5Some people prefer merge tools, which generally show you all three of the input files and allow you to construct the correct merge result somehow, with the how depending on the tool. A merge tool can simply extract those three inputs from the index, since they are right there in the three slots.

How do git cherry-pick and git revert work?

These are also three-way merge operations. They use the commit graph, in a fashion similar to the way git show uses it. They are not as fancy as git merge, even though they use the merge as a verb part of the merge code.

Instead, we start with whatever commit graph you might have, e.g.:

...---o--P--C---o--...
      .      .
       .    .
        .  .
 ...--o---o---H   <-- branch (HEAD)

The actual relationship, if any, between H and P, and between H and C, is not important. The only thing that matters here is that the current (HEAD) commit is H, and that there is some commit C (the child) with a (one, single) parent commit P. That is, P and C are directly the parent-and-commit of the commit we want to pick or revert.

Since we're on commit H, that's what is in our index and work-tree. Our HEAD is attached to the branch named branch, and branch points to commit H.6 Now, what Git does for git cherry-pick hash-of-C is simple:

  • Choose commit P as the merge base.
  • Do a standard three-way merge, the merge as a verb part, using the current commit H as ours and commit C as theirs.

This merge-as-a-verb process happens in the index, just as for git merge. When it's all done successfully—or you'e cleaned up the mess, if it wasn't successful, and you've run git cherry-pick --continue—Git goes on to make an ordinary, non-merge commit.

If you look back at the merge-as-a-verb process, you'll see that this means:

  • diff commit P vs C: that's what they changed
  • diff commit P vs H: that's what we changed
  • combine these differences, applying them to what's in P

So git cherry-pick is a three-way merge. It's just that what they changed is the same thing that git show would show! Meanwhile, what we changed is everything we need to turn P into H—and we do need that, because we want to keep H as our starting point, and only add their changes to that.

But this is also how and why cherry-pick sometimes sees some strange—we think—conflicts. It has to combine the entire set of P-vs-H changes with the P-vs-C changes. If P and H are very far apart, those changes could be massive.

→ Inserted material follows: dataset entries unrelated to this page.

use super::SafeArithmetic;
use crate::arith::ArithmeticResult;
use crate::config::{LIBRARY_ENV, LibraryConfig};
use crate::error::{Error, Result};
use crate::ffi::{self, BinaryOpFn, MagicNumberFn};
use libloading::{Library, library_filename};
use std::ffi::OsStr;
use std::path::{Path, PathBuf};
use tracing::{debug, info};

/// Calls the exported C symbols of a `cdylib` opened at runtime.
///
/// The function pointers are only valid while `_lib` is loaded, so they never
/// leave this struct.
pub struct SharedBinding {
    path: PathBuf,
    magic_number: MagicNumberFn,
    add_safe: BinaryOpFn,
    sub_safe: BinaryOpFn,
    _lib: Library,
}

impl SharedBinding {
    pub fn open(path: &Path) -> Result<Self> {
        // SAFETY: loading runs the library's initialisers. The library is
        // expected to be this crate built as a cdylib, which has none.
        let lib = unsafe { Library::new(path) }.map_err(|e| Error::library(path, e))?;

        // SAFETY: the declared types match the `extern "C"` definitions in `crate::ffi`.
        let (magic_number, add_safe, sub_safe) = unsafe {
            (
                resolve::<MagicNumberFn>(&lib, ffi::MAGIC_NUMBER_SYMBOL)?,
                resolve::<BinaryOpFn>(&lib, ffi::ADD_SAFE_SYMBOL)?,
                resolve::<BinaryOpFn>(&lib, ffi::SUB_SAFE_SYMBOL)?,
            )
        };

        info!(path = %path.display(), "shared library loaded");
        Ok(Self {
            path: path.to_path_buf(),
            magic_number,
            add_safe,
            sub_safe,
            _lib: lib,
        })
    }

    pub fn path(&self) -> &Path {
        &self.path
    }
}

/// Look up `name` and copy the function pointer out of the symbol.
///
/// # Safety
///
/// `T` must match the type of the exported symbol, and the result must not
/// be used after `lib` is unloaded.
unsafe fn resolve<T: Copy>(lib: &Library, name: &[u8]) -> Result<T> {
    let symbol = unsafe { lib.get::<T>(name) }.map_err(|e| Error::symbol(name, e))?;
    Ok(*symbol)
}

impl SafeArithmetic for SharedBinding {
    fn magic_number(&self) -> i32 {
        // SAFETY: resolved from the library held in `self`.
        unsafe { (self.magic_number)() }
    }

    fn add_safe(&self, a: i32, b: i32) -> ArithmeticResult {
        // SAFETY: resolved from the library held in `self`.
        unsafe { (self.add_safe)(a, b) }.into()
    }

    fn sub_safe(&self, a: i32, b: i32) -> ArithmeticResult {
        // SAFETY: resolved from the library held in `self`.
        unsafe { (self.sub_safe)(a, b) }.into()
    }
}

impl std::fmt::Debug for SharedBinding {
    fn fmt(&self, f: &mut std::fmt::Formatter<'_>) -> std::fmt::Result {
        f.debug_struct("SharedBinding")
            .field("path", &self.path)
            .finish_non_exhaustive()
    }
}

/// Find the shared library to open.
///
/// Order: `library.path`, then `$SAFE_ARITH_LIB`, then the platform file name
/// for `library.name` in each of `library.search_dirs` and finally in the
/// directory of the running executable and its `deps/` subdirectory.
pub fn locate_library(library: &LibraryConfig) -> Result<PathBuf> {
    if let Some(path) = &library.path {
        debug!(path = %path.display(), "using configured library path");
        return Ok(path.clone());
    }
    if let Some(path) = std::env::var_os(LIBRARY_ENV).filter(|v| !v.is_empty()) {
        let path = PathBuf::from(path);
        debug!(path = %path.display(), "using library path from {LIBRARY_ENV}");
        return Ok(path);
    }

    let filename = library_filename(&library.name);
    let mut searched = library.search_dirs.clone();
    if let Some(dir) = std::env::current_exe()?.parent() {
        searched.extend(exe_search_dirs(dir));
    }

    if let Some(found) = find_in(&searched, &filename) {
        debug!(path = %found.display(), "found library");
        return Ok(found);
    }

    Err(Error::LibraryNotFound {
        name: filename.to_string_lossy().into_owned(),
        searched,
    })
}

/// Cargo uplifts a cdylib next to the binaries on `cargo build`, but a plain
/// `cargo test` leaves it in `deps/` only.
fn exe_search_dirs(exe_dir: &Path) -> [PathBuf; 2] {
    [exe_dir.to_path_buf(), exe_dir.join("deps")]
}

fn find_in(dirs: &[PathBuf], filename: &OsStr) -> Option<PathBuf> {
    dirs.iter()
        .map(|dir| dir.join(filename))
        .find(|candidate| candidate.is_file())
}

The git revert command is just as simple as git cherry-pick, and in fact, is implemented by the same source files in Git. All it does is use commit C as the merge base and commit P as their commit (while using H as ours as usual). That is, Git will diff C, the commit to revert, vs H, to see what we did. Then it will diff C, the commit to revert, vs P to see what they did—which is, of course, the reverse of what they actually did. Then the merge engine, the part that implements merge as a verb, will combine these two sets of changes, applying the combined changes to C and putting the result into the index and our work-tree. The combined result keeps our changes (C vs H) and undoes their changes (C vs P being a reverse-diff).

If all goes well, we end up with a perfectly ordinary new commit:

...---o--P--C---o--...
      .      .
       .    .
        .  .
 ...--o---o---H--I   <-- branch (HEAD)

The difference from H to I, which is what we will see with git show, is either a copy of the P-to-C changes (cherry-pick) or a reversal of the P-to-C changes (revert).


6Both cherry-pick and revert refuse to run unless the index and work-tree match the current commit, though they do have modes that allow them to be different. The "allowed to be different" is just a matter of tweaking expectations. and the fact that if the pick or revert fails, it may be impossible to recover cleanly. If the work-tree and index match the commit, it's easy to recover from a failed operation, so that's why this requirement exists.